- Opening Delimiter -

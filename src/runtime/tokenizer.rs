//! Tokenizer loading and question/context encoding.
//!
//! A model directory carries either a serialized `tokenizer.json` or a BERT
//! `vocab.txt`. The latter is assembled into the standard BERT pipeline:
//! normalizer, whitespace/punctuation pre-tokenizer, WordPiece model,
//! `[CLS] a [SEP] b [SEP]` post-processor and `##` decoder.

use std::path::Path;

use serde::Deserialize;
use tokenizers::decoders::wordpiece::WordPiece as WordPieceDecoder;
use tokenizers::models::wordpiece::WordPiece;
use tokenizers::normalizers::bert::BertNormalizer;
use tokenizers::pre_tokenizers::bert::BertPreTokenizer;
use tokenizers::processors::bert::BertProcessing;
use tokenizers::{
    AddedToken, Encoding, PaddingParams, Tokenizer, TruncationDirection, TruncationParams,
    TruncationStrategy,
};

use crate::error::{QaError, Result};

pub const TOKENIZER_JSON: &str = "tokenizer.json";
pub const VOCAB_TXT: &str = "vocab.txt";
pub const TOKENIZER_CONFIG: &str = "tokenizer_config.json";

const SPECIAL_TOKENS: [&str; 5] = ["[PAD]", "[UNK]", "[CLS]", "[SEP]", "[MASK]"];

#[derive(Debug, Default, Deserialize)]
struct TokenizerConfigHints {
    do_lower_case: Option<bool>,
}

/// Load the tokenizer found in `model_dir`
pub fn load_tokenizer(model_dir: &Path) -> Result<Tokenizer> {
    let json_path = model_dir.join(TOKENIZER_JSON);
    if json_path.exists() {
        tracing::debug!("Loading tokenizer from {}", json_path.display());
        return Tokenizer::from_file(&json_path).map_err(|e| {
            QaError::Load(format!("Failed to load tokenizer from {}: {}", json_path.display(), e))
        });
    }

    let vocab_path = model_dir.join(VOCAB_TXT);
    if vocab_path.exists() {
        let lowercase = read_lowercase_hint(model_dir);
        tracing::debug!(
            "Building WordPiece tokenizer from {} (lowercase: {})",
            vocab_path.display(),
            lowercase
        );
        return wordpiece_tokenizer(&vocab_path, lowercase);
    }

    Err(QaError::Load(format!(
        "No {} or {} in {}",
        TOKENIZER_JSON,
        VOCAB_TXT,
        model_dir.display()
    )))
}

fn read_lowercase_hint(model_dir: &Path) -> bool {
    std::fs::read_to_string(model_dir.join(TOKENIZER_CONFIG))
        .ok()
        .and_then(|raw| serde_json::from_str::<TokenizerConfigHints>(&raw).ok())
        .and_then(|hints| hints.do_lower_case)
        .unwrap_or(true)
}

/// Assemble a BERT WordPiece tokenizer from a `vocab.txt` file
pub fn wordpiece_tokenizer(vocab_path: &Path, lowercase: bool) -> Result<Tokenizer> {
    let vocab = vocab_path
        .to_str()
        .ok_or_else(|| QaError::Load(format!("Non UTF-8 vocab path: {}", vocab_path.display())))?;

    let model = WordPiece::from_file(vocab)
        .unk_token("[UNK]".to_string())
        .build()
        .map_err(|e| QaError::Load(format!("Failed to read vocabulary {}: {}", vocab, e)))?;

    let mut tokenizer = Tokenizer::new(model);
    let cls = special_id(&tokenizer, "[CLS]")?;
    let sep = special_id(&tokenizer, "[SEP]")?;

    tokenizer
        .with_normalizer(Some(BertNormalizer::new(true, true, None, lowercase)))
        .with_pre_tokenizer(Some(BertPreTokenizer))
        .with_post_processor(Some(BertProcessing::new(
            ("[SEP]".to_string(), sep),
            ("[CLS]".to_string(), cls),
        )))
        .with_decoder(Some(WordPieceDecoder::default()));

    let specials: Vec<AddedToken> = SPECIAL_TOKENS
        .iter()
        .filter(|token| tokenizer.token_to_id(token).is_some())
        .map(|token| AddedToken::from(token.to_string(), true))
        .collect();
    tokenizer.add_special_tokens(&specials);

    Ok(tokenizer)
}

fn special_id(tokenizer: &Tokenizer, token: &str) -> Result<u32> {
    tokenizer
        .token_to_id(token)
        .ok_or_else(|| QaError::Load(format!("Vocabulary has no {} token", token)))
}

/// Bound encodings to `max_len` tokens and disable padding.
///
/// Longest-first truncation trims whichever of question or context is longer,
/// so an over-long pair never fails to encode.
pub fn configure_window(tokenizer: &mut Tokenizer, max_len: usize) -> Result<()> {
    tokenizer
        .with_truncation(Some(TruncationParams {
            direction: TruncationDirection::Right,
            max_length: max_len,
            strategy: TruncationStrategy::LongestFirst,
            stride: 0,
        }))
        .map_err(|e| QaError::Load(format!("Invalid truncation settings: {}", e)))?;
    tokenizer.with_padding(None::<PaddingParams>);
    Ok(())
}

/// Encode `[CLS] question [SEP] context [SEP]`
pub fn encode_pair(tokenizer: &Tokenizer, question: &str, context: &str) -> Result<Encoding> {
    tokenizer
        .encode((question, context), true)
        .map_err(|e| QaError::Inference(format!("Tokenization failed: {}", e)))
}

/// Mask of tokens that belong to the context (second) sequence
pub fn context_mask(encoding: &Encoding) -> Vec<bool> {
    encoding
        .get_sequence_ids()
        .into_iter()
        .map(|seq| seq == Some(1))
        .collect()
}

/// Spacing around punctuation and contractions undone after decoding
const CLEANUP_RULES: [(&str, &str); 10] = [
    (" .", "."),
    (" ?", "?"),
    (" !", "!"),
    (" ,", ","),
    (" ' ", "'"),
    (" n't", "n't"),
    (" 'm", "'m"),
    (" 's", "'s"),
    (" 've", "'ve"),
    (" 're", "'re"),
];

/// Re-join punctuation the WordPiece decoder leaves space-separated.
///
/// The decoder cleans each token on its own, so patterns spanning tokens
/// (`eiffel ' s`) survive; this pass runs over the whole string.
pub fn clean_up_tokenization(text: &str) -> String {
    CLEANUP_RULES
        .iter()
        .fold(text.to_string(), |acc, (from, to)| acc.replace(from, to))
}

/// Decode a token id slice, dropping special markers
pub fn decode_span(tokenizer: &Tokenizer, ids: &[u32]) -> Result<String> {
    tokenizer
        .decode(ids, true)
        .map(|text| clean_up_tokenization(text.trim()))
        .map_err(|e| QaError::Inference(format!("Decoding failed: {}", e)))
}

- Closing Delimiter -

§ **Work instruction**
Give a word-for-word restatement of every record.

§ **Result**
filename src/runtime/tokenizer.rs
//! Tokenizer loading and question/context encoding.
//!
//! A model directory carries either a serialized `tokenizer.json` or a BERT
//! `vocab.txt`. The latter is assembled into the standard BERT pipeline:
//! normalizer, whitespace/punctuation pre-tokenizer, WordPiece model,
//! `[CLS] a [SEP] b [SEP]` post-processor and `##` decoder.

use std::path::Path;

use serde::Deserialize;
use tokenizers::decoders::wordpiece::WordPiece as WordPieceDecoder;
use tokenizers::models::wordpiece::WordPiece;
use tokenizers::normalizers::bert::BertNormalizer;
use tokenizers::pre_tokenizers::bert::BertPreTokenizer;
use tokenizers::processors::bert::BertProcessing;
use tokenizers::{
    AddedToken, Encoding, PaddingParams, Tokenizer, TruncationDirection, TruncationParams,
    TruncationStrategy,
};

use crate::error::{QaError, Result};

pub const TOKENIZER_JSON: &str = "tokenizer.json";
pub const VOCAB_TXT: &str = "vocab.txt";
pub const TOKENIZER_CONFIG: &str = "tokenizer_config.json";

const SPECIAL_TOKENS: [&str; 5] = ["[PAD]", "[UNK]", "[CLS]", "[SEP]", "[MASK]"];

#[derive(Debug, Default, Deserialize)]
struct TokenizerConfigHints {
    do_lower_case: Option<bool>,
}

/// Load the tokenizer found in `model_dir`
pub fn load_tokenizer(model_dir: &Path) -> Result<Tokenizer> {
    let json_path = model_dir.join(TOKENIZER_JSON);
    if json_path.exists() {
        tracing::debug!("Loading tokenizer from {}", json_path.display());
        return Tokenizer::from_file(&json_path).map_err(|e| {
            QaError::Load(format!("Failed to load tokenizer from {}: {}", json_path.display(), e))
        });
    }

    let vocab_path = model_dir.join(VOCAB_TXT);
    if vocab_path.exists() {
        let lowercase = read_lowercase_hint(model_dir);
        tracing::debug!(
            "Building WordPiece tokenizer from {} (lowercase: {})",
            vocab_path.display(),
            lowercase
        );
        return wordpiece_tokenizer(&vocab_path, lowercase);
    }

    Err(QaError::Load(format!(
        "No {} or {} in {}",
        TOKENIZER_JSON,
        VOCAB_TXT,
        model_dir.display()
    )))
}

fn read_lowercase_hint(model_dir: &Path) -> bool {
    std::fs::read_to_string(model_dir.join(TOKENIZER_CONFIG))
        .ok()
        .and_then(|raw| serde_json::from_str::<TokenizerConfigHints>(&raw).ok())
        .and_then(|hints| hints.do_lower_case)
        .unwrap_or(true)
}

/// Assemble a BERT WordPiece tokenizer from a `vocab.txt` file
pub fn wordpiece_tokenizer(vocab_path: &Path, lowercase: bool) -> Result<Tokenizer> {
    let vocab = vocab_path
        .to_str()
        .ok_or_else(|| QaError::Load(format!("Non UTF-8 vocab path: {}", vocab_path.display())))?;

    let model = WordPiece::from_file(vocab)
        .unk_token("[UNK]".to_string())
        .build()
        .map_err(|e| QaError::Load(format!("Failed to read vocabulary {}: {}", vocab, e)))?;

    let mut tokenizer = Tokenizer::new(model);
    let cls = special_id(&tokenizer, "[CLS]")?;
    let sep = special_id(&tokenizer, "[SEP]")?;

    tokenizer
        .with_normalizer(Some(BertNormalizer::new(true, true, None, lowercase)))
        .with_pre_tokenizer(Some(BertPreTokenizer))
        .with_post_processor(Some(BertProcessing::new(
            ("[SEP]".to_string(), sep),
            ("[CLS]".to_string(), cls),
        )))
        .with_decoder(Some(WordPieceDecoder::default()));

    let specials: Vec<AddedToken> = SPECIAL_TOKENS
        .iter()
        .filter(|token| tokenizer.token_to_id(token).is_some())
        .map(|token| AddedToken::from(token.to_string(), true))
        .collect();
    tokenizer.add_special_tokens(&specials);

    Ok(tokenizer)
}

fn special_id(tokenizer: &Tokenizer, token: &str) -> Result<u32> {
    tokenizer
        .token_to_id(token)
        .ok_or_else(|| QaError::Load(format!("Vocabulary has no {} token", token)))
}

/// Bound encodings to `max_len` tokens and disable padding.
///
/// Longest-first truncation trims whichever of question or context is longer,
/// so an over-long pair never fails to encode.
pub fn configure_window(tokenizer: &mut Tokenizer, max_len: usize) -> Result<()> {
    tokenizer
        .with_truncation(Some(TruncationParams {
            direction: TruncationDirection::Right,
            max_length: max_len,
            strategy: TruncationStrategy::LongestFirst,
            stride: 0,
        }))
        .map_err(|e| QaError::Load(format!("Invalid truncation settings: {}", e)))?;
    tokenizer.with_padding(None::<PaddingParams>);
    Ok(())
}

/// Encode `[CLS] question [SEP] context [SEP]`
pub fn encode_pair(tokenizer: &Tokenizer, question: &str, context: &str) -> Result<Encoding> {
    tokenizer
        .encode((question, context), true)
        .map_err(|e| QaError::Inference(format!("Tokenization failed: {}", e)))
}

/// Mask of tokens that belong to the context (second) sequence
pub fn context_mask(encoding: &Encoding) -> Vec<bool> {
    encoding
        .get_sequence_ids()
        .into_iter()
        .map(|seq| seq == Some(1))
        .collect()
}

/// Spacing around punctuation and contractions undone after decoding
const CLEANUP_RULES: [(&str, &str); 10] = [
    (" .", "."),
    (" ?", "?"),
    (" !", "!"),
    (" ,", ","),
    (" ' ", "'"),
    (" n't", "n't"),
    (" 'm", "'m"),
    (" 's", "'s"),
    (" 've", "'ve"),
    (" 're", "'re"),
];

/// Re-join punctuation the WordPiece decoder leaves space-separated.
///
/// The decoder cleans each token on its own, so patterns spanning tokens
/// (`eiffel ' s`) survive; this pass runs over the whole string.
pub fn clean_up_tokenization(text: &str) -> String {
    CLEANUP_RULES
        .iter()
        .fold(text.to_string(), |acc, (from, to)| acc.replace(from, to))
}

/// Decode a token id slice, dropping special markers
pub fn decode_span(tokenizer: &Tokenizer, ids: &[u32]) -> Result<String> {
    tokenizer
        .decode(ids, true)
        .map(|text| clean_up_tokenization(text.trim()))
        .map_err(|e| QaError::Inference(format!("Decoding failed: {}", e)))
}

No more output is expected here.